#### RECORD SET
use anyhow::{anyhow, bail, Context, Result};
use std::net::SocketAddr;
use url::Url;

/// Parsed game-server endpoint.
#[derive(Clone, Debug, PartialEq, Eq)]
pub struct WsEndpoint {
    pub url: Url,
    pub host: String,
    pub port: u16,
}

impl WsEndpoint {
    /// Resolve the endpoint to socket addresses.
    pub fn socket_addrs(&self) -> Result<Vec<SocketAddr>> {
        let addrs = self
            .url
            .socket_addrs(|| Some(self.port))
            .with_context(|| format!("resolve {}", self.url))?;
        if addrs.is_empty() {
            bail!("{} did not resolve to any address", self.url);
        }
        Ok(addrs)
    }
}

impl std::fmt::Display for WsEndpoint {
    fn fmt(&self, f: &mut std::fmt::Formatter<'_>) -> std::fmt::Result {
        write!(f, "{}", self.url)
    }
}

/// Parse `ws://host:port/path`, or a bare `host:port` (ws assumed).
///
/// `wss://` is rejected: TLS is expected to be terminated in front of the
/// game server.
pub fn parse_ws_endpoint(addr: &str) -> Result<WsEndpoint> {
    let trimmed = addr.trim();
    if trimmed.is_empty() {
        bail!("game server address is empty");
    }
    let with_scheme = if trimmed.contains("://") {
        trimmed.to_string()
    } else {
        format!("ws://{}", trimmed)
    };

    let url = Url::parse(&with_scheme)
        .with_context(|| format!("invalid game server address: {}", addr))?;
    match url.scheme() {
        "ws" => {}
        "wss" => bail!("wss:// endpoints are not supported: {}", addr),
        other => bail!("unsupported game server scheme: {}", other),
    }

    let host = url
        .host_str()
        .ok_or_else(|| anyhow!("missing host in {}", addr))?
        .to_string();
    let port = url
        .port_or_known_default()
        .ok_or_else(|| anyhow!("missing port in {}", addr))?;

    Ok(WsEndpoint { url, host, port })
}
//! Frame handling.
//!
//! - `RawFrame`: opaque pixel container produced by a `VideoSource`. Bytes are private.
//! - `InferenceView`: restricted view handed to classifiers. Pixels flow in, only
//!   a `Recognition` flows out.
//! - `FrameSampler`: pulls the latest frame once per tick and drops frames whose
//!   timestamp has not advanced.
//!
//! Frames live for a single tick. Nothing in this module retains pixels after
//! the tick that sampled them completes.

use anyhow::Result;
use std::time::Duration;
use zeroize::Zeroize;

use crate::detect::{GestureClassifier, Recognition};
use crate::ingest::VideoSource;

/// Bytes per pixel of frames handed to classifiers (packed RGB).
pub const FRAME_CHANNELS: u32 = 3;

// ----------------------------------------------------------------------------
// RawFrame
// ----------------------------------------------------------------------------

/// Opaque video frame. There is no `.as_bytes()`, no `Clone`, no `AsRef<[u8]>`.
pub struct RawFrame {
    data: Vec<u8>,
    pub width: u32,
    pub height: u32,
    /// Presentation time, monotonic since the source was acquired.
    pub timestamp: Duration,
}

impl RawFrame {
    /// Wrap packed RGB pixels. Called by video sources.
    pub fn new(data: Vec<u8>, width: u32, height: u32, timestamp: Duration) -> Self {
        Self {
            data,
            width,
            height,
            timestamp,
        }
    }

    pub fn info(&self) -> FrameInfo {
        FrameInfo {
            width: self.width,
            height: self.height,
            timestamp: self.timestamp,
        }
    }

    pub fn inference_view(&self) -> InferenceView<'_> {
        InferenceView { frame: self }
    }

    pub(crate) fn byte_len(&self) -> usize {
        self.data.len()
    }
}

impl Drop for RawFrame {
    fn drop(&mut self) {
        // Zero pixels before the allocation is freed.
        self.data.zeroize();
    }
}

/// Pixel-free frame metadata, safe to pass to render sinks and logs.
#[derive(Clone, Copy, Debug, PartialEq, Eq)]
pub struct FrameInfo {
    pub width: u32,
    pub height: u32,
    pub timestamp: Duration,
}

// ----------------------------------------------------------------------------
// InferenceView
// ----------------------------------------------------------------------------

/// Restricted view of a frame for inference.
pub struct InferenceView<'a> {
    frame: &'a RawFrame,
}

impl<'a> InferenceView<'a> {
    pub fn width(&self) -> u32 {
        self.frame.width
    }

    pub fn height(&self) -> u32 {
        self.frame.height
    }

    pub fn timestamp(&self) -> Duration {
        self.frame.timestamp
    }

    /// Run a classifier on this frame.
    ///
    /// The classifier borrows the pixels for the duration of the call only.
    pub fn run_classifier(
        &self,
        classifier: &mut dyn GestureClassifier,
        timestamp_ms: u64,
    ) -> Result<Recognition> {
        classifier.recognize(
            &self.frame.data,
            self.frame.width,
            self.frame.height,
            timestamp_ms,
        )
    }
}

// ----------------------------------------------------------------------------
// FrameSampler
// ----------------------------------------------------------------------------

/// One sampled frame. Produced once per tick, dropped when the tick ends.
pub struct FrameSample {
    pub timestamp: Duration,
    pub frame: RawFrame,
}

impl FrameSample {
    pub fn timestamp_ms(&self) -> u64 {
        u64::try_from(self.timestamp.as_millis()).unwrap_or(u64::MAX)
    }
}

/// Sampler counters.
#[derive(Clone, Copy, Debug, Default, PartialEq, Eq)]
pub struct SamplerStats {
    pub sampled: u64,
    /// Polls that returned a frame with a timestamp already seen.
    pub stale: u64,
    pub not_ready: u64,
    pub errors: u64,
}

/// Pulls at most one new frame per tick from a video source.
pub struct FrameSampler {
    source: Box<dyn VideoSource>,
    last_timestamp: Option<Duration>,
    failing: bool,
    stats: SamplerStats,
}

impl FrameSampler {
    pub fn new(source: Box<dyn VideoSource>) -> Self {
        Self {
            source,
            last_timestamp: None,
            failing: false,
            stats: SamplerStats::default(),
        }
    }

    /// Sample the current frame.
    ///
    /// Returns `None` when the source is not ready, when polling fails, or when
    /// the frame's timestamp is not past the previously sampled one.
    pub fn sample(&mut self) -> Option<FrameSample> {
        if !self.source.is_ready() {
            self.stats.not_ready += 1;
            return None;
        }

        let frame = match self.source.poll_frame() {
            Ok(Some(frame)) => {
                if self.failing {
                    log::info!("video source {} recovered", self.source.name());
                    self.failing = false;
                }
                frame
            }
            Ok(None) => {
                self.stats.not_ready += 1;
                return None;
            }
            Err(e) => {
                self.stats.errors += 1;
                if !self.failing {
                    log::warn!("video source {} poll failed: {:#}", self.source.name(), e);
                    self.failing = true;
                }
                return None;
            }
        };

        if let Some(last) = self.last_timestamp {
            if frame.timestamp <= last {
                self.stats.stale += 1;
                return None;
            }
        }

        self.last_timestamp = Some(frame.timestamp);
        self.stats.sampled += 1;
        log::trace!(
            "sampled frame t={:?} ({} bytes)",
            frame.timestamp,
            frame.byte_len()
        );
        Some(FrameSample {
            timestamp: frame.timestamp,
            frame,
        })
    }

    pub fn last_timestamp(&self) -> Option<Duration> {
        self.last_timestamp
    }

    pub fn stats(&self) -> SamplerStats {
        self.stats
    }

    /// Release the underlying capture resource.
    pub fn release(&mut self) {
        self.source.release();
    }
}

// ----------------------------------------------------------------------------
// Tests
// ----------------------------------------------------------------------------
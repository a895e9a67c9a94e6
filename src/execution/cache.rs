//! Query Result Cache Module
//!
//! Provides:
//! - A pluggable string key/value backend with per-entry TTL ([`CacheBackend`])
//! - An in-process backend with LRU eviction ([`MemoryCacheBackend`])
//! - Typed get-or-compute over any backend ([`ExecutionCache`])
//!
//! ## Design
//!
//! Values are stored as JSON text so that a shared backend (Redis) can serve
//! several server processes. Within one process, concurrent misses on the same
//! key are collapsed: the first caller computes while the others wait on a
//! per-key async mutex and then re-read the backend.

use std::collections::HashMap;
use std::future::Future;
use std::sync::Arc;
use std::time::{Duration, Instant};

use async_trait::async_trait;
use dashmap::DashMap;
use parking_lot::Mutex;
use serde::de::DeserializeOwned;
use serde::Serialize;
use tracing::{debug, warn};

use super::ExecutionError;

/// Cache backend failure
#[derive(Debug, Clone, thiserror::Error)]
#[error("{0}")]
pub struct CacheError(pub String);

/// String key/value store with expiry.
#[async_trait]
pub trait CacheBackend: Send + Sync {
    async fn get(&self, key: &str) -> Result<Option<String>, CacheError>;

    async fn set(&self, key: &str, value: String, ttl: Duration) -> Result<(), CacheError>;
}

/// Cache entry
#[derive(Clone)]
pub struct CacheEntry<T> {
    /// The cached value
    pub value: T,

    /// When the entry was created
    pub created_at: Instant,

    /// When the entry was last accessed
    pub last_accessed: Instant,

    /// Time-to-live (None = no expiration)
    pub ttl: Option<Duration>,
}

impl<T> CacheEntry<T> {
    /// Create a new cache entry
    pub fn new(value: T, ttl: Option<Duration>) -> Self {
        let now = Instant::now();
        CacheEntry {
            value,
            created_at: now,
            last_accessed: now,
            ttl,
        }
    }

    /// Check if the entry has expired
    pub fn is_expired(&self) -> bool {
        self.ttl.is_some_and(|ttl| self.created_at.elapsed() >= ttl)
    }

    /// Mark the entry as accessed
    pub fn touch(&mut self) {
        self.last_accessed = Instant::now();
    }
}

/// Cache statistics
#[derive(Debug, Clone, Default)]
pub struct CacheStats {
    /// Number of cache hits
    pub hits: usize,

    /// Number of cache misses
    pub misses: usize,

    /// Number of entries currently in cache
    pub size: usize,

    /// Number of entries evicted
    pub evictions: usize,

    /// Number of entries expired
    pub expirations: usize,
}

impl CacheStats {
    /// Calculate hit rate (0.0 to 1.0)
    pub fn hit_rate(&self) -> f64 {
        let total = self.hits + self.misses;
        if total == 0 {
            0.0
        } else {
            self.hits as f64 / total as f64
        }
    }
}

#[derive(Default)]
struct MemoryInner {
    entries: HashMap<String, CacheEntry<String>>,
    stats: CacheStats,
}

/// In-process backend. Thread-safe LRU with TTL.
pub struct MemoryCacheBackend {
    inner: Mutex<MemoryInner>,
    max_entries: usize,
}

impl MemoryCacheBackend {
    pub fn new(max_entries: usize) -> Self {
        MemoryCacheBackend {
            inner: Mutex::new(MemoryInner::default()),
            max_entries: max_entries.max(1),
        }
    }

    /// Get cache statistics
    pub fn stats(&self) -> CacheStats {
        let inner = self.inner.lock();
        CacheStats {
            size: inner.entries.len(),
            ..inner.stats.clone()
        }
    }

    pub fn len(&self) -> usize {
        self.inner.lock().entries.len()
    }

    pub fn is_empty(&self) -> bool {
        self.len() == 0
    }

    /// Make room for one insert: expired entries first, otherwise the LRU one.
    fn evict(inner: &mut MemoryInner) {
        let expired: Vec<String> = inner
            .entries
            .iter()
            .filter(|(_, entry)| entry.is_expired())
            .map(|(k, _)| k.clone())
            .collect();

        if !expired.is_empty() {
            for key in expired {
                inner.entries.remove(&key);
                inner.stats.expirations += 1;
            }
            return;
        }

        if let Some(key) = inner
            .entries
            .iter()
            .min_by_key(|(_, entry)| entry.last_accessed)
            .map(|(k, _)| k.clone())
        {
            inner.entries.remove(&key);
            inner.stats.evictions += 1;
        }
    }
}

impl Default for MemoryCacheBackend {
    fn default() -> Self {
        MemoryCacheBackend::new(10_000)
    }
}

#[async_trait]
impl CacheBackend for MemoryCacheBackend {
    async fn get(&self, key: &str) -> Result<Option<String>, CacheError> {
        let mut guard = self.inner.lock();
        let inner = &mut *guard;
        let expired = match inner.entries.get_mut(key) {
            Some(entry) if !entry.is_expired() => {
                entry.touch();
                let value = entry.value.clone();
                inner.stats.hits += 1;
                return Ok(Some(value));
            }
            Some(_) => true,
            None => false,
        };

        if expired {
            inner.entries.remove(key);
            inner.stats.expirations += 1;
        }
        inner.stats.misses += 1;
        Ok(None)
    }

    async fn set(&self, key: &str, value: String, ttl: Duration) -> Result<(), CacheError> {
        let mut inner = self.inner.lock();
        if !inner.entries.contains_key(key) && inner.entries.len() >= self.max_entries {
            Self::evict(&mut inner);
        }
        inner
            .entries
            .insert(key.to_string(), CacheEntry::new(value, Some(ttl)));
        Ok(())
    }
}

/// A claim on the key's single-flight lock. The map entry is removed when the
/// last claim drops.
struct InflightSlot<'a> {
    map: &'a DashMap<String, Arc<tokio::sync::Mutex<()>>>,
    key: &'a str,
    lock: Arc<tokio::sync::Mutex<()>>,
}

impl<'a> InflightSlot<'a> {
    fn claim(map: &'a DashMap<String, Arc<tokio::sync::Mutex<()>>>, key: &'a str) -> Self {
        let lock = Arc::clone(
            map.entry(key.to_string())
                .or_insert_with(|| Arc::new(tokio::sync::Mutex::new(())))
                .value(),
        );
        InflightSlot { map, key, lock }
    }

    async fn acquire(&self) -> tokio::sync::OwnedMutexGuard<()> {
        Arc::clone(&self.lock).lock_owned().await
    }
}

impl Drop for InflightSlot<'_> {
    fn drop(&mut self) {
        // Held by the map and by this claim only
        self.map.remove_if(self.key, |_, lock| {
            Arc::ptr_eq(lock, &self.lock) && Arc::strong_count(lock) == 2
        });
    }
}

/// Typed get-or-compute over a [`CacheBackend`].
pub struct ExecutionCache {
    backend: Arc<dyn CacheBackend>,
    default_ttl: Duration,
    inflight: DashMap<String, Arc<tokio::sync::Mutex<()>>>,
}

impl ExecutionCache {
    pub fn new(backend: Arc<dyn CacheBackend>, default_ttl: Duration) -> Self {
        ExecutionCache {
            backend,
            default_ttl,
            inflight: DashMap::new(),
        }
    }

    pub fn default_ttl(&self) -> Duration {
        self.default_ttl
    }

    /// Keys with a computation currently in progress or waited on
    pub fn inflight_len(&self) -> usize {
        self.inflight.len()
    }

    /// Read and decode. An entry that no longer decodes is treated as a miss.
    async fn read<T: DeserializeOwned>(&self, key: &str) -> Result<Option<T>, ExecutionError> {
        let Some(payload) = self.backend.get(key).await? else {
            return Ok(None);
        };
        match serde_json::from_str(&payload) {
            Ok(value) => Ok(Some(value)),
            Err(e) => {
                warn!(cache_key = key, error = %e, "cache_entry_undecodable");
                Ok(None)
            }
        }
    }

    /// Return the cached value for `key`, or run `compute`, store its result
    /// for `ttl` and return it. The flag is `true` when served from cache.
    ///
    /// A zero `ttl` uses the configured default. Failed writes are logged and
    /// do not fail the request; computation errors are never cached.
    pub async fn get_or_set<T, F, Fut>(
        &self,
        key: &str,
        ttl: Duration,
        compute: F,
    ) -> Result<(T, bool), ExecutionError>
    where
        T: Serialize + DeserializeOwned,
        F: FnOnce() -> Fut,
        Fut: Future<Output = Result<T, ExecutionError>>,
    {
        if let Some(value) = self.read(key).await? {
            debug!(cache_key = key, "cache_hit");
            return Ok((value, true));
        }

        let slot = InflightSlot::claim(&self.inflight, key);
        let _guard = slot.acquire().await;

        // Another caller may have filled it while we waited
        if let Some(value) = self.read(key).await? {
            debug!(cache_key = key, "cache_hit_after_wait");
            return Ok((value, true));
        }

        debug!(cache_key = key, "cache_miss");
        let value = compute().await?;

        let ttl = if ttl.is_zero() { self.default_ttl } else { ttl };
        match serde_json::to_string(&value) {
            Ok(payload) => {
                if let Err(e) = self.backend.set(key, payload, ttl).await {
                    warn!(cache_key = key, error = %e, "cache_write_failed");
                }
            }
            Err(e) => warn!(cache_key = key, error = %e, "cache_encode_failed"),
        }

        Ok((value, false))
    }
}
//! REST API Data Transfer Objects
//!
//! Response bodies for the REST API endpoints.

use std::collections::BTreeMap;

use serde::Serialize;

use crate::catalog::{ParameterDefinition, QueryDefinition};
use crate::execution::{QueryOutcome, ResolvedParams};
use crate::protocol::QUERY_ENDPOINT_PREFIX;
use crate::value::Record;

/// Health check response
#[derive(Debug, Serialize)]
pub struct HealthDto {
    pub status: String,
    pub version: String,
    pub uptime_secs: u64,
    pub query_count: u64,
}

/// One catalog entry as advertised by `GET /api/queries`
#[derive(Debug, Serialize)]
pub struct QueryEndpointDto {
    pub slug: String,
    pub name: String,
    pub description: String,
    pub endpoint: String,
    pub cache_ttl: u64,
    pub parameters: Vec<ParameterDefinition>,
}

impl From<&QueryDefinition> for QueryEndpointDto {
    fn from(def: &QueryDefinition) -> Self {
        QueryEndpointDto {
            slug: def.slug.clone(),
            name: def.name.clone(),
            description: def.description.clone(),
            endpoint: format!("{QUERY_ENDPOINT_PREFIX}{}", def.slug),
            cache_ttl: def.cache_ttl,
            parameters: def.parameters.clone(),
        }
    }
}

/// List of active queries
#[derive(Debug, Serialize)]
pub struct QueryListDto {
    pub queries: Vec<QueryEndpointDto>,
    pub count: usize,
}

/// Execution metadata
#[derive(Debug, Serialize)]
pub struct QueryMetaDto {
    pub slug: String,
    pub name: String,
    pub count: usize,
    pub cache_hit: bool,
    pub duration: String,
    pub parameters: ResolvedParams,
}

/// Successful `GET /api/query/:slug`
#[derive(Debug, Serialize)]
pub struct QueryResultDto {
    pub data: Vec<Record>,
    pub meta: QueryMetaDto,
}

impl From<QueryOutcome> for QueryResultDto {
    fn from(outcome: QueryOutcome) -> Self {
        let meta = QueryMetaDto {
            slug: outcome.definition.slug.clone(),
            name: outcome.definition.name.clone(),
            count: outcome.records.len(),
            cache_hit: outcome.cache_hit,
            duration: format!("{:?}", outcome.duration),
            parameters: outcome.parameters,
        };
        QueryResultDto {
            data: outcome.records,
            meta,
        }
    }
}

/// Error body; absent fields are omitted
#[derive(Debug, Default, Serialize)]
pub struct ErrorBody {
    pub error: String,
    #[serde(skip_serializing_if = "Option::is_none")]
    pub slug: Option<String>,
    #[serde(skip_serializing_if = "Option::is_none")]
    pub details: Option<String>,
    #[serde(skip_serializing_if = "Option::is_none")]
    pub validation: Option<BTreeMap<String, String>>,
    #[serde(skip_serializing_if = "Option::is_none")]
    pub duration: Option<String>,
}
########
TASK OBJECTIVE :: Which lines of the entries above contain the string "match"? Copy each one.

RESULT FOR THIS TASK ::
    match url.scheme() {
        let frame = match self.source.poll_frame() {
        let expired = match inner.entries.get_mut(key) {
        match serde_json::from_str(&payload) {
        match serde_json::to_string(&value) {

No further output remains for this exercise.